Helen attended a theatrical boarding school from the age of nine, which led to her first public performance in a pantomime aged 15. She studied at RADA and was soon landing roles in both the theatre and on television. She has appeared in One Foot In The Grave, Doctor In Charge and in the sci-fi series The Uninvited. She also starred in the film of Billy Liar in 1963, in a scene with Leonard Rossiter.

Frank Gatliff played 'Charlie', the Manager at The Grange restaurant in the TV episode A Night Out.

Born in Melbourne, Australia on New Year's Eve 1927, Frank moved to London and soon started to appear in small roles in films and on TV. He has starred in many roles on TV including The Avengers, Department S, The Good Life, Robin's Nest and Doctor Who. His films included The Ipcress File and On The Beach. Frank died in London on 23rd June 1990.
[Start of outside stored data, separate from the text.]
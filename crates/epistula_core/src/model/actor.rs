//! Actor identity and role model.
//!
//! # Responsibility
//! - Identify who performed an operation, for audit rows and lock ownership.
//! - Gate review and corpus synchronization behind explicit roles.
//!
//! # Invariants
//! - `id` is stable for one account and never reused.
//! - Role checks are pure; authorization failures are raised by the calling
//!   service, not here.

use serde::{Deserialize, Serialize};
use std::collections::BTreeSet;
use uuid::Uuid;

/// Stable identifier for one volunteer or staff account.
///
/// Kept as a type alias to make semantic intent explicit in signatures.
pub type ActorId = Uuid;

/// Capability grade attached to an account.
#[derive(Debug, Clone, Copy, PartialEq, Eq, PartialOrd, Ord, Serialize, Deserialize)]
#[serde(rename_all = "snake_case")]
pub enum Role {
    /// May submit corrections; everything lands as `pending`.
    Contributor,
    /// May accept/reject versions and save with auto-accept.
    Reviewer,
    /// May additionally run corpus import and export.
    Administrator,
}

impl Role {
    /// Stable lowercase name used in logs and error messages.
    pub fn as_str(self) -> &'static str {
        match self {
            Self::Contributor => "contributor",
            Self::Reviewer => "reviewer",
            Self::Administrator => "administrator",
        }
    }
}

/// One authenticated account acting on the store.
#[derive(Debug, Clone, PartialEq, Eq, Serialize, Deserialize)]
pub struct Actor {
    /// Stable account id, recorded on every log row and lock.
    pub id: ActorId,
    /// Display name shown in review queues and lock holder messages.
    pub name: String,
    /// Granted roles. Higher roles do not implicitly contain lower ones;
    /// accounts carry every role they hold.
    pub roles: BTreeSet<Role>,
}

impl Actor {
    /// Creates an actor with the given roles.
    pub fn new(
        id: ActorId,
        name: impl Into<String>,
        roles: impl IntoIterator<Item = Role>,
    ) -> Self {
        Self {
            id,
            name: name.into(),
            roles: roles.into_iter().collect(),
        }
    }

    /// Returns whether the actor holds one specific role.
    pub fn has_role(&self, role: Role) -> bool {
        self.roles.contains(&role)
    }

    /// Returns whether the actor may accept or reject versions.
    pub fn can_review(&self) -> bool {
        self.has_role(Role::Reviewer) || self.has_role(Role::Administrator)
    }

    /// Returns whether the actor may run corpus import/export.
    pub fn can_administer(&self) -> bool {
        self.has_role(Role::Administrator)
    }
}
Robert Gillespie played a Gas Man in the TV episode Last Of The Big Spenders.

Born in Lille, France on November 9th, 1933 of a Hungarian mother and Canadian father of Scottish descent. Robert arrived in Plymouth in 1940, speaking no English. He became an amateur actor, then semi-pro in 1951. Having trained at RADA, Robert then spent two years at Old Vic, Bristol. He was a familiar face on television thorughout the 1970s and 1980s, appearing in Whatever Happened To The Likely Lads?, Rosie and a title role in Keep It In The Family.
Remembering Rising Damp: "Leonard was just excellent. He had a particular line of comedy which was unusual in this country - a highly satirical edge... He was an absolute perfectionist who worked and worked..."
"He [Len] devised a wonderful gag where he was caught red handed and hadn't time to do anything with all the coins so he put them in his pocket. He wanted a pay off while he was lying and denying everything. He wanted this chink as slowly they all fell down till he was standing in a pool of coins. He had to get it right. No one could be bothered to see to it. He said do you want this sketch to work so he organised the whole thing. He told them where he wanted the holes sewn in the pockets. He had a box put it one pocket so he could put the coins in there and turn it round. He organised the whole thing. I remember one of the last rehearsals, we were circling round the room and he caught sight of one of the monitors and suddenly stopped and he said I'm doing this thing, I'm jiggling these pockets because I am trying to build up to the pocket gag and you are cutting it here. He said I don't mind but I am trying to build up the gag so do you want it to be funny? It wasn't heavy at all, he was just trying to get it right. It was nothing personal. Of course, it worked and it was one of the funniest physical gags I have ever seen."
 IMDB  -   Biography

Derek Griffiths played Alec in The Movie.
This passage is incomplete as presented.